Para São João, habitualmente,
especialmente no contexto do evangelho deste dia, o mundo significa “o mundo
pecador”, “o mundo que recusa Deus”. O processo de Jesus não terminou enquanto
a Igreja estiver no mundo. Por isso, o mundo neste sentido é sinônimo de todo
um sistema ideológico, político e social que aliena o ser humano e o converte
num escravo; designa a todo sistema injusto. Mas o seguimento de Jesus, a
amizade com ele leva os cristãos a romperem com a mentalidade alienada que o
mundo impõe.
Mas a ruptura com o mundo não é
fácil. Pelo contrário, resulta num conflito em extrema deprimente e perigoso,
porque o mundo, como mentalidade alienadora, não permite a mínima dissensão ou
oposição. Por isso, enquanto a Igreja existir sobre a face da terra, vão
continuar a existir também mártires. Mas o sangue do mártir é a semente para a
Igreja. Não dá para a verdadeira Igreja de Cristo parar de sofrer. A Igreja de
Jesus continua com sua função profética de anunciar e de denunciar que resulta
na perseguição e no martírio. Viver de acordo com os ensinamentos de Cristo
significa ser sinal de contradição (cf. Lc 2,34-35).
Os cristãos devem lutar
incansavelmente por superar, em sua própria pessoa e na comunidade, a
mentalidade que o mundo lhes impõe. A vida de um cristão é uma luta permanente
contra o mal. Qualquer cristão verdadeiro sofrerá por manter sua opção pelos
valores do Reino tais como amor, justiça, honestidade, verdade, igualdade,
fraternidade e assim por diante.
O que o cristão deve continuar a
fazer é testemunhar o amor fraterno. O amor fraterno é o selo de autenticidade
de cada cristão (cf. Jo 13,35). Somente o amor vivido na fraternidade salva,
pois “Deus é Amor” (1Jo 4, 8.16).
O perigo que temos é a assimilação
insensível da hierarquia de valores do mundo em vez da hierarquia de valores
que Jesus Cristo ensinou. Por isso, há perseguição contra a Igreja que é fruto
da incoerência da própria Igreja com seus próprios ensinamentos éticos e morais
recebidos de Jesus Cristo. Se a Igreja estiver de mãos dadas com o mundo é
porque a Igreja deixa de viver de acordo com sua função profética de anunciar e
de denunciar. Neste sentido, a Igreja é perseguida porque não está vivendo os
valores cristãos que ela própria prega. Neste sentido, este tipo de perseguição
serve para que a Igreja volte a ser como antes: uma comunidade cristã que vive
os valores éticos e morais antes de pregá-los.
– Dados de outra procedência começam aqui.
//! Session and credential management
//!
//! This module holds the credential record and its persistent store, the
//! browser authentication contract, and the session manager that wraps
//! authenticated HTTP calls with automatic refresh on expiry.

pub mod browser;
pub mod credentials;
pub mod manager;

pub use browser::{Authenticator, BrowserKind, BrowserLogin, LoginOutcome};
pub use credentials::{CredentialRecord, CredentialStore};
pub use manager::{SessionManager, SessionManagerGeneric, USER_TOKEN_HEADER};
Mas há outro tipo de perseguição
que se deriva do choque do evangelho com muitos dos critérios que hoje são
vigentes. Esta segunda perseguição é um claro sinal da autenticidade da Igreja.
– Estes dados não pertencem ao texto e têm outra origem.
//! Session management with automatic credential refresh
//!
//! [`SessionManagerGeneric`] wraps outbound HTTP calls to the ServiceNow
//! instance, attaching the held session cookies and `X-UserToken` header,
//! and transparently recovers from session expiration:
//!
//! 1. a `401 Unauthorized` response triggers the refresh protocol;
//! 2. refresh asks the [`Authenticator`] for fresh credentials (headless
//!    first when enabled, then one interactive attempt per process);
//! 3. refreshed credentials are persisted and the original call is retried
//!    exactly once.
//!
//! A 401 on the retry is never retried again. Every other status is
//! returned to the caller unmodified; the manager does not interpret
//! business-level errors.
//!
//! `request` can block for a human-scale duration (minutes) when an
//! interactive login with MFA is required. Do not call it on a
//! latency-sensitive path. Refreshes within one manager are serialized by
//! an internal gate; locking the credential cache file across processes is
//! out of scope, so two racing processes can clobber each other's cache
//! write.

use crate::{
    Result,
    config::Settings,
    error::AuthFailure,
    session::browser::{Authenticator, BrowserLogin},
    session::credentials::{CredentialRecord, CredentialStore},
    types::RequestOptions,
};
use reqwest::{
    Client, Method, Response, StatusCode,
    header::{self, HeaderMap, HeaderName, HeaderValue},
};
use std::sync::Arc;
use std::sync::atomic::{AtomicBool, Ordering};
use std::time::Duration;
use tokio::sync::{Mutex, RwLock};
use tracing::{debug, info, warn};

/// Header carrying the session token
pub const USER_TOKEN_HEADER: &str = "X-UserToken";

/// Convenience type alias for SessionManagerGeneric with the production
/// browser login adapter
pub type SessionManager = SessionManagerGeneric<BrowserLogin>;

/// Session manager wrapping authenticated calls to the instance
#[derive(Debug)]
pub struct SessionManagerGeneric<A: Authenticator = BrowserLogin> {
    /// Configuration settings
    settings: Arc<Settings>,
    /// HTTP client for requests
    http: Client,
    /// Store the held record was loaded from and refreshes are persisted to
    store: CredentialStore,
    /// Currently held credential record, owned exclusively by this manager
    credentials: RwLock<CredentialRecord>,
    /// True once an interactive login was attempted in this process.
    /// Transitions false to true exactly once and never resets, so a run
    /// never opens more than one browser.
    mfa_attempted: AtomicBool,
    /// Serializes the refresh protocol
    refresh_gate: Mutex<()>,
    /// Source of fresh credentials
    authenticator: A,
}

impl SessionManagerGeneric<BrowserLogin> {
    /// Create a session manager with the production browser login adapter.
    ///
    /// Loads the initial credential record from `store` (environment
    /// variables win over the cache file).
    ///
    /// # Examples
    ///
    /// ```rust,no_run
    /// use snow_feedback::{config::Settings, session::{CredentialStore, SessionManager}};
    ///
    /// # tokio_test::block_on(async {
    /// let settings = Settings::default();
    /// let store = CredentialStore::at_default_path()?;
    /// let manager = SessionManager::new(settings, store).await;
    /// # Ok::<(), snow_feedback::Error>(())
    /// # });
    /// ```
    pub async fn new(settings: Settings, store: CredentialStore) -> Self {
        let authenticator = BrowserLogin::from_settings(&settings);
        Self::with_authenticator(settings, store, authenticator).await
    }
}

impl<A> SessionManagerGeneric<A>
where
    A: Authenticator + std::fmt::Debug,
{
    /// Create a session manager with a custom authenticator.
    ///
    /// This is the seam for substituting a deterministic double for the
    /// browser flow; the manager never references a concrete browser
    /// implementation beyond this value.
    pub async fn with_authenticator(settings: Settings, store: CredentialStore, authenticator: A) -> Self {
        let http = Client::builder()
            .user_agent(&settings.network.user_agent)
            .connect_timeout(Duration::from_secs(settings.network.connect_timeout_secs))
            .timeout(Duration::from_secs(settings.network.request_timeout_secs))
            .build()
            .expect("Failed to create HTTP client");

        let credentials = store.load().await;
        if credentials.is_usable() {
            debug!(
                "Holding credentials captured {} minutes ago",
                credentials.age().num_minutes()
            );
        } else {
            debug!("No usable credentials loaded; first request will authenticate");
        }

        Self {
            settings: Arc::new(settings),
            http,
            store,
            credentials: RwLock::new(credentials),
            mfa_attempted: AtomicBool::new(false),
            refresh_gate: Mutex::new(()),
            authenticator,
        }
    }

    /// Perform an authenticated request, refreshing credentials on 401.
    ///
    /// The sole entry point. May block for minutes when an interactive
    /// login is required.
    ///
    /// # Errors
    ///
    /// - [`AuthFailure::NoCredentials`] when no usable record exists and
    ///   refresh could not produce one (no network call is attempted);
    /// - [`AuthFailure::RefreshFailed`] when a 401 occurred and refresh
    ///   could not obtain new credentials;
    /// - [`AuthFailure::StillUnauthorized`] when the retry after a
    ///   successful refresh was rejected again;
    /// - [`crate::Error::Http`] for transport failures, unchanged.
    pub async fn request(
        &self,
        method: Method,
        url: &str,
        options: RequestOptions,
    ) -> Result<Response> {
        if !self.credentials.read().await.is_usable() {
            warn!("No credentials found - triggering authentication");
            if !self.refresh_credentials().await {
                return Err(AuthFailure::NoCredentials.into());
            }
        }

        let response = self.send(method.clone(), url, &options).await?;
        if response.status() != StatusCode::UNAUTHORIZED {
            return Ok(response);
        }

        warn!("Session expired (401 Unauthorized)");
        if !self.refresh_credentials().await {
            return Err(AuthFailure::RefreshFailed.into());
        }

        info!("Credentials refreshed, retrying original request");
        let retried = self.send(method, url, &options).await?;
        if retried.status() == StatusCode::UNAUTHORIZED {
            warn!("Still 401 after refresh - credentials may be invalid");
            return Err(AuthFailure::StillUnauthorized.into());
        }
        Ok(retried)
    }

    /// Convenience method for GET requests
    pub async fn get(&self, url: &str, options: RequestOptions) -> Result<Response> {
        self.request(Method::GET, url, options).await
    }

    /// Convenience method for POST requests
    pub async fn post(&self, url: &str, options: RequestOptions) -> Result<Response> {
        self.request(Method::POST, url, options).await
    }

    /// Convenience method for PUT requests
    pub async fn put(&self, url: &str, options: RequestOptions) -> Result<Response> {
        self.request(Method::PUT, url, options).await
    }

    /// Convenience method for DELETE requests
    pub async fn delete(&self, url: &str, options: RequestOptions) -> Result<Response> {
        self.request(Method::DELETE, url, options).await
    }

    /// Convenience method for PATCH requests
    pub async fn patch(&self, url: &str, options: RequestOptions) -> Result<Response> {
        self.request(Method::PATCH, url, options).await
    }

    /// Quick probe to check whether the held credentials are accepted.
    ///
    /// Issues a one-row `sys_user` query with a short timeout and reports
    /// whether it returned 200. Never triggers a refresh.
    pub async fn verify_credentials(&self) -> bool {
        if !self.credentials.read().await.is_usable() {
            return false;
        }

        let url = self.settings.instance.table_api_url("sys_user");
        let options = RequestOptions::new()
            .with_query("sysparm_limit", "1")
            .with_timeout(Duration::from_secs(self.settings.network.probe_timeout_secs));

        match self.send(Method::GET, &url, &options).await {
            Ok(response) => response.status() == StatusCode::OK,
            Err(e) => {
                debug!("Credential probe failed: {}", e);
                false
            }
        }
    }

    /// Snapshot of the currently held credential record
    pub async fn credentials(&self) -> CredentialRecord {
        self.credentials.read().await.clone()
    }

    /// Whether an interactive login was already attempted in this process
    pub fn has_interactive_attempt(&self) -> bool {
        self.mfa_attempted.load(Ordering::SeqCst)
    }

    /// The settings this manager was built with
    pub fn settings(&self) -> &Settings {
        &self.settings
    }

    /// The credential store backing this manager
    pub fn store(&self) -> &CredentialStore {
        &self.store
    }

    /// Run the refresh protocol. Returns true when usable credentials were
    /// installed.
    ///
    /// Headless is attempted only when enabled in settings; a blocked or
    /// failed headless attempt falls back to one interactive attempt per
    /// process lifetime. On failure the held credentials are left
    /// untouched.
    async fn refresh_credentials(&self) -> bool {
        let _gate = self.refresh_gate.lock().await;
        info!("Attempting automatic credential refresh");

        if self.settings.browser.headless_refresh {
            match self.authenticator.authenticate(true).await {
                Ok(outcome) => {
                    if let Some(record) = outcome.record {
                        if record.is_usable() {
                            self.install(record).await;
                            return true;
                        }
                        warn!("Headless refresh produced unusable credentials");
                    } else if outcome.blocked_by_mfa {
                        info!("MFA detected - cannot complete authentication in headless mode");
                    }
                }
                Err(e) => warn!("Headless refresh failed: {}", e),
            }
        }

        // Mark before launching, win or lose: one browser per process.
        if self.mfa_attempted.swap(true, Ordering::SeqCst) {
            warn!(
                "Interactive authentication already attempted in this run; \
                 refusing to open another browser"
            );
            return false;
        }

        match self.authenticator.authenticate(false).await {
            Ok(outcome) => match outcome.record {
                Some(record) if record.is_usable() => {
                    self.install(record).await;
                    true
                }
                _ => {
                    warn!("Interactive authentication did not produce usable credentials");
                    false
                }
            },
            Err(e) => {
                warn!("Interactive authentication failed: {}", e);
                false
            }
        }
    }

    /// Replace the held record and persist it. Persist failures are logged
    /// and non-fatal; the manager keeps operating in memory.
    async fn install(&self, record: CredentialRecord) {
        if let Err(e) = self.store.save(&record).await {
            warn!("Failed to save credentials: {}", e);
        }
        *self.credentials.write().await = record;
    }

    /// Build and send one transport call with the held credentials merged
    /// in. Fixed headers and session cookies are defaults; caller-supplied
    /// values win where both are set.
    async fn send(&self, method: Method, url: &str, options: &RequestOptions) -> Result<Response> {
        let credentials = self.credentials.read().await.clone();

        let mut headers = HeaderMap::new();
        headers.insert(header::ACCEPT, HeaderValue::from_static("application/json"));
        headers.insert(
            header::CONTENT_TYPE,
            HeaderValue::from_static("application/json"),
        );

        if let Some(token) = credentials.token.as_deref().filter(|t| !t.is_empty()) {
            match HeaderValue::from_str(token) {
                Ok(value) => {
                    headers.insert(HeaderName::from_static("x-usertoken"), value);
                }
                Err(e) => warn!("Token is not a valid header value, sending without it: {}", e),
            }
        }

        let mut cookie_map = credentials.cookies.clone();
        for (name, value) in &options.cookies {
            cookie_map.insert(name.clone(), value.clone());
        }
        if !cookie_map.is_empty() {
            let line = cookie_map
                .iter()
                .map(|(name, value)| format!("{}={}", name, value))
                .collect::<Vec<_>>()
                .join("; ");
            match HeaderValue::from_str(&line) {
                Ok(value) => {
                    headers.insert(header::COOKIE, value);
                }
                Err(e) => warn!("Cookie set is not a valid header value: {}", e),
            }
        }

        for (name, value) in &options.headers {
            match (
                HeaderName::from_bytes(name.as_bytes()),
                HeaderValue::from_str(value),
            ) {
                (Ok(parsed_name), Ok(parsed_value)) => {
                    headers.insert(parsed_name, parsed_value);
                }
                _ => warn!("Skipping invalid header '{}'", name),
            }
        }

        let mut request = self.http.request(method, url).headers(headers);
        if !options.query.is_empty() {
            request = request.query(&options.query);
        }
        if let Some(body) = &options.json {
            request = request.json(body);
        }
        if let Some(timeout) = options.timeout {
            request = request.timeout(timeout);
        }

        Ok(request.send().await?)
    }
}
Se os cristãos forem perseguidos por estar vivendo os valores éticos e morais e
os demais valores evangélicos, estarão recebendo, na verdade, um grande aplauso
apesar do sofrimento. Que bom que alguém me critica por praticar o bem. Que bom
que alguém me denuncia por eu ser solidário como os pobres e os excluídos da
sociedade. Que bom que alguém me persegue por eu lutar pela justiça e
honestidade...
Ser cristão é ser mártir; é ser
testemunha. A palavra “mártir” em grego pode significar: afirmar o que se viu
para que os demais se convençam disso; é testemunhar para que o juiz faça
justiça. No cristianismo, o testemunho significa também firmar com sangue o que
se afirma. No Antigo Testamento sem testemunhas declarantes, não pode ter
sentença penal (Nm 5,13). Na Bíblia, é preciso ter, pelo menos, dois ou três
testemunhas coincidentes (Dt 19,15-16; Nm 35,30; Mt 26,59-61; Mc 14,56-57). As
falsas testemunhas eram duramente castigadas (Dt 19,16-20; 1Rs 21,10-13; Dn
13,34-41). Os sábios de Israel anatematizam o testemunho falso (PR 19,9). Havia
obrigação grave de testemunhar (Lv 5,1.5.6).
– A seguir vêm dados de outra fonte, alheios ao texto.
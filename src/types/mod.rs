//! Type definitions for the feedback submitter
//!
//! This module contains the main data structures used for requests and responses.

pub mod request;
pub mod response;

pub use request::RequestOptions;
pub use response::{FeedbackReceipt, TableInsertResponse, TableRecord};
Ao participar da Eucaristia sabemos
que aceitamos as exigências do Evangelho, de tal forma que, daqui em diante,
temos que viver totalmente comprometidos com Jesus Cristo. É sermos testemunhas
de Cristo onde estivermos e para onde formos. Comungar o Corpo do Senhor
significa viver como Ele viveu. Comungar o Corpo do Senhor significa assumir o
estilo de vida que ele viveu. Sem isto, a Eucaristia e a comunhão carecerão de
sentido. Quando o cristão deixar de ser testemunhas dos valores cristãos, o
mundo vai avançando na sua maldade. E os pequenos, os inocentes serão sempre
suas vítimas preferidas. O cristão é chamado a ser voz desses pequeninos.